Re: [PATCH] sched/fair: Rate limit calls to update_blocked_averages() for NOHZ

From: Vincent Guittot
Date: Fri Jun 18 2021 - 06:29:11 EST


On Fri, 11 Jun 2021 at 22:00, Tim Chen <tim.c.chen@xxxxxxxxxxxxxxx> wrote:
>
>
>
> On 5/12/21 6:59 AM, Qais Yousef wrote:
> > On 05/11/21 10:25, Tim Chen wrote:
> >>> update_next_balance() is only used in newidle_balance() so we could
> >>> modify it to have:
> >>>
> >>> next = max(jiffies+1, next = sd->last_balance + interval)
> >>
> >> Is the extra assignment "next = sd->last_balance + interval" needed?
> >> This seems more straight forward:
> >>
> >> next = max(jiffies+1, sd->last_balance + interval)
> >
> > I haven't been following the whole conversation closely, but it's always
> > interesting when manipulating time in non time_*() functions.
> >
> > Is this max() safe against wrapping?
> >
>
> Vincent,
>
> Sorry I haven't got back sooner. I finally was able to get some test
> time on the test system. The fix works to correct the next balance time
> going backwards but the frequency of balancing still remains the same,
> so we don't see performance improvement.
>
> I incorporated Qais' suggestion to take care of the wrap around time
> (see patch #1) in patches below.

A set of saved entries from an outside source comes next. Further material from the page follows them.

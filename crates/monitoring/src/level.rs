//! Severity Levels and Resolved Status

use serde::{Deserialize, Serialize};
use std::fmt;
use std::str::FromStr;

use crate::MonitoringError;

/// Severity tier attached to one metric's threshold configuration
#[derive(Debug, Clone, Copy, PartialEq, Eq, PartialOrd, Ord, Hash, Serialize, Deserialize)]
#[serde(rename_all = "UPPERCASE")]
pub enum MonitorLevel {
    Caution,
    Danger,
}

impl MonitorLevel {
    /// All levels, lowest first
    pub const ALL: [MonitorLevel; 2] = [MonitorLevel::Caution, MonitorLevel::Danger];

    /// Only the lowest level may carry a recovery action
    pub fn is_lowest_level(self) -> bool {
        self == MonitorLevel::Caution
    }

    /// Alarm-name suffix for this level
    pub fn code(self) -> &'static str {
        match self {
            MonitorLevel::Caution => "CAUTION",
            MonitorLevel::Danger => "DANGER",
        }
    }

    /// Status reached when an alarm of this level fires
    pub fn status(self) -> MonitorStatus {
        match self {
            MonitorLevel::Caution => MonitorStatus::Caution,
            MonitorLevel::Danger => MonitorStatus::Danger,
        }
    }

    /// Extract the level from an alarm name (suffix after the final `-`)
    pub fn from_alarm_name(alarm_name: &str) -> Result<Self, MonitoringError> {
        let suffix = alarm_name
            .rsplit_once('-')
            .map(|(_, suffix)| suffix)
            .ok_or_else(|| MonitoringError::InvalidAlarmName(alarm_name.to_string()))?;
        suffix.parse()
    }
}

impl FromStr for MonitorLevel {
    type Err = MonitoringError;

    fn from_str(s: &str) -> Result<Self, Self::Err> {
        match s.to_ascii_uppercase().as_str() {
            "CAUTION" => Ok(MonitorLevel::Caution),
            "DANGER" => Ok(MonitorLevel::Danger),
            other => Err(MonitoringError::UnknownLevel(other.to_string())),
        }
    }
}

impl fmt::Display for MonitorLevel {
    fn fmt(&self, f: &mut fmt::Formatter<'_>) -> fmt::Result {
        f.write_str(self.code())
    }
}

/// Resolved severity of a resource or metric
///
/// Variant order is the priority order used when merging alarm states.
#[derive(Debug, Clone, Copy, PartialEq, Eq, PartialOrd, Ord, Hash, Serialize, Deserialize)]
#[serde(rename_all = "UPPERCASE")]
#[repr(i8)]
pub enum MonitorStatus {
    Unset = -1,
    Ok = 0,
    Caution = 1,
    Danger = 2,
}

impl MonitorStatus {
    /// Numeric rank (UNSET=-1 .. DANGER=2)
    pub fn rank(self) -> i8 {
        self as i8
    }

    /// Highest status in `statuses`, `OK` when empty
    pub fn max_of<I>(statuses: I) -> MonitorStatus
    where
        I: IntoIterator<Item = MonitorStatus>,
    {
        statuses.into_iter().fold(MonitorStatus::Ok, MonitorStatus::max)
    }

    pub fn label(self) -> &'static str {
        match self {
            MonitorStatus::Unset => "UNSET",
            MonitorStatus::Ok => "OK",
            MonitorStatus::Caution => "CAUTION",
            MonitorStatus::Danger => "DANGER",
        }
    }
}

impl From<MonitorLevel> for MonitorStatus {
    fn from(level: MonitorLevel) -> Self {
        level.status()
    }
}

impl fmt::Display for MonitorStatus {
    fn fmt(&self, f: &mut fmt::Formatter<'_>) -> fmt::Result {
        f.write_str(self.label())
    }
}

This patch by itself prevented
> the next_balance from going backward. However, most of the time the
> next_balance occurs immediately in the next jiffie after newidle_balance

Which is not really surprising as we don't want to keep a CPU idle if
another one is overloaded.

> occured and we still have the same amount of load balancing as the vanilla
> kernel on the OLTP workload I was looking at. I didn't see performance
> improvement with just patch#1 and patch#2.
>
> The current logic is when a CPU becomes idle, next_balance occur very
> shortly (usually in the next jiffie) as get_sd_balance_interval returns
> the next_balance in the next jiffie if the CPU is idle. However, in
> reality, I saw most CPUs are 95% busy on average for my workload and
> a task will wake up on an idle CPU shortly. So having frequent idle
> balancing towards shortly idle CPUs is counter productive and simply
> increase overhead and does not improve performance.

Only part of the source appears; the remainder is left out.